CREMONA, 13 GIUGNO – Un incendio, doloso per gli inquirenti, ha devastato la notte scorsa un magazzino Aiazzone a Cappella Cantone (Cremona). E' il terzo rogo che scoppia in depositi della nota ditta presenti nel nord Italia, dopo il crack. Il fuoco ha distrutto il centro di stoccaggio Per Sempre Arredamenti, nella zona industriale di Santa Maria dei Sabbioni.
In uno dei due capannoni che compongono la struttura non si e' salvato nulla. I mobili, sottoposti a sequestro giudiziario e accatastati su una superficie di quattromila metri quadrati, sono stati ridotti in cenere.

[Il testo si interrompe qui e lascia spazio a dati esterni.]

use std::collections::BTreeMap;
use std::fmt::{self, Display, Formatter};
use std::ops::{Add, AddAssign, Sub, SubAssign};

use serde::{Deserialize, Serialize};

use crate::chemistry::constants::{atomic_mass, CHARGE_CARRIER, MASS_PROTON};
use crate::chemistry::elements::isotope_mass;
use crate::error::{CompositionError, EnvelopeError};

/// Signed atom counts of a molecule, peptide or composition delta.
///
/// Keys are atom symbols as used by composition tables (`C`, `H`, `N[15]`)
/// plus the charge carrier `H+`. Zero counts are never stored.
#[derive(Clone, Debug, Default, PartialEq, Eq, Serialize, Deserialize)]
pub struct ElementalComposition {
    atoms: BTreeMap<String, i32>,
}

impl ElementalComposition {
    pub fn new() -> Self {
        ElementalComposition { atoms: BTreeMap::new() }
    }

    /// Count of `atom`, zero if absent.
    pub fn get(&self, atom: &str) -> i32 {
        self.atoms.get(atom).copied().unwrap_or(0)
    }

    /// Overwrite the count of `atom`.
    ///
    /// # Example
    ///
    /// ```
    /// use envcore::chemistry::composition::ElementalComposition;
    ///
    /// let mut composition = ElementalComposition::new();
    /// composition.set("C", 2);
    /// assert_eq!(composition.get("C"), 2);
    /// composition.set("C", 0);
    /// assert!(composition.is_empty());
    /// ```
    pub fn set(&mut self, atom: &str, count: i32) {
        if count == 0 {
            self.atoms.remove(atom);
        } else {
            self.atoms.insert(atom.to_string(), count);
        }
    }

    /// Add `count` (possibly negative) to the count of `atom`.
    pub fn add_atom(&mut self, atom: &str, count: i32) {
        let updated = self.get(atom) + count;
        self.set(atom, updated);
    }

    /// Net proton charge, the `H+` count.
    pub fn charge(&self) -> i32 {
        self.get(CHARGE_CARRIER)
    }

    pub fn set_charge(&mut self, charge: i32) {
        self.set(CHARGE_CARRIER, charge);
    }

    pub fn iter(&self) -> impl Iterator<Item = (&str, i32)> + '_ {
        self.atoms.iter().map(|(atom, count)| (atom.as_str(), *count))
    }

    pub fn len(&self) -> usize {
        self.atoms.len()
    }

    pub fn is_empty(&self) -> bool {
        self.atoms.is_empty()
    }

    /// First atom with a negative count, if any.
    pub fn first_negative(&self) -> Option<(&str, i32)> {
        self.iter().find(|(_, count)| *count < 0)
    }

    /// Composition with every count multiplied by `factor`.
    pub fn scaled(&self, factor: i32) -> Self {
        self.iter().map(|(atom, count)| (atom, count * factor)).collect()
    }

    /// Mass from the fixed atomic-mass table, `H+` included at its tabulated mass.
    ///
    /// # Example
    ///
    /// ```
    /// use envcore::chemistry::composition::ElementalComposition;
    ///
    /// let water: ElementalComposition = [("H", 2), ("O", 1)].into_iter().collect();
    /// let mass = water.monoisotopic_mass().unwrap();
    /// assert!((mass - 18.01057).abs() < 1e-9);
    /// ```
    pub fn monoisotopic_mass(&self) -> Result<f64, CompositionError> {
        self.iter().try_fold(0.0, |acc, (atom, count)| {
            let mass = atomic_mass(atom).ok_or_else(|| CompositionError::UnknownAtom(atom.to_string()))?;
            Ok(acc + mass * count as f64)
        })
    }

    /// Isotope-resolved mass-to-charge ratio.
    ///
    /// Atoms resolve through the isotope table, so `C[13]` and `O[18]` are exact.
    /// The `H+` count is treated as the charge `z` and carried as protons:
    /// `(M + z * m_proton) / |z|`, or the neutral mass `M` when uncharged.
    pub fn exact_mz(&self) -> Result<f64, EnvelopeError> {
        let mut neutral = 0.0;
        for (atom, count) in self.iter().filter(|(atom, _)| *atom != CHARGE_CARRIER) {
            let mass = isotope_mass(atom).ok_or_else(|| EnvelopeError::UnknownElement(atom.to_string()))?;
            neutral += mass * count as f64;
        }
        let charge = self.charge();
        if charge == 0 {
            Ok(neutral)
        } else {
            Ok((neutral + charge as f64 * MASS_PROTON) / charge.abs() as f64)
        }
    }
}

impl<S: AsRef<str>> FromIterator<(S, i32)> for ElementalComposition {
    fn from_iter<I: IntoIterator<Item = (S, i32)>>(iter: I) -> Self {
        let mut composition = ElementalComposition::new();
        for (atom, count) in iter {
            composition.add_atom(atom.as_ref(), count);
        }
        composition
    }
}

impl AddAssign<&ElementalComposition> for ElementalComposition {
    fn add_assign(&mut self, rhs: &ElementalComposition) {
        for (atom, count) in rhs.iter() {
            self.add_atom(atom, count);
        }
    }
}

impl SubAssign<&ElementalComposition> for ElementalComposition {
    fn sub_assign(&mut self, rhs: &ElementalComposition) {
        for (atom, count) in rhs.iter() {
            self.add_atom(atom, -count);
        }
    }
}

impl Add<&ElementalComposition> for ElementalComposition {
    type Output = ElementalComposition;

    fn add(mut self, rhs: &ElementalComposition) -> Self::Output {
        self += rhs;
        self
    }
}

impl Sub<&ElementalComposition> for ElementalComposition {
    type Output = ElementalComposition;

    fn sub(mut self, rhs: &ElementalComposition) -> Self::Output {
        self -= rhs;
        self
    }
}

impl Display for ElementalComposition {
    fn fmt(&self, f: &mut Formatter<'_>) -> fmt::Result {
        for (atom, count) in self.iter() {
            write!(f, "{}{}", atom, count)?;
        }
        Ok(())
    }
}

Il danno ammonta a centinaia di migliaia di euro. All'esterno le fiamme sono state notate poco dopo le 2 e la tempestiva azione di contenimento dei vigili del fuoco di Cremona ha evitato che il rogo distruggesse anche l'altra meta' del fabbricato: l'ultima squadra ha lasciato lo stabilimento dopo 20 ore di lavoro ininterrotto.
L'indagine per risalire all'origine dell'incendio e' solo all'inizio per i carabinieri di Pizzighettone (Cremona). In un incendio analogo, lo scorso 2 aprile a Torino, e' stato dimostrato il dolo. Lo scorso 2 giugno a Pognano, nella Bergamasca, duecento persone hanno scassinato un magazzino di mobili sempre di Aiazzone, portandosi via tutto e smontando perfino parti dell'edificio. L'assalto e' stato attribuito a clienti che avevano pagato merce mai ricevuta oppure a dipendenti con mesi di stipendi arretrati. L'incendio della notte scorsa era stato preceduto da una serie di furti saltuari, come confermato dal sindaco di Cappella Cantone Pierluigi Tadi.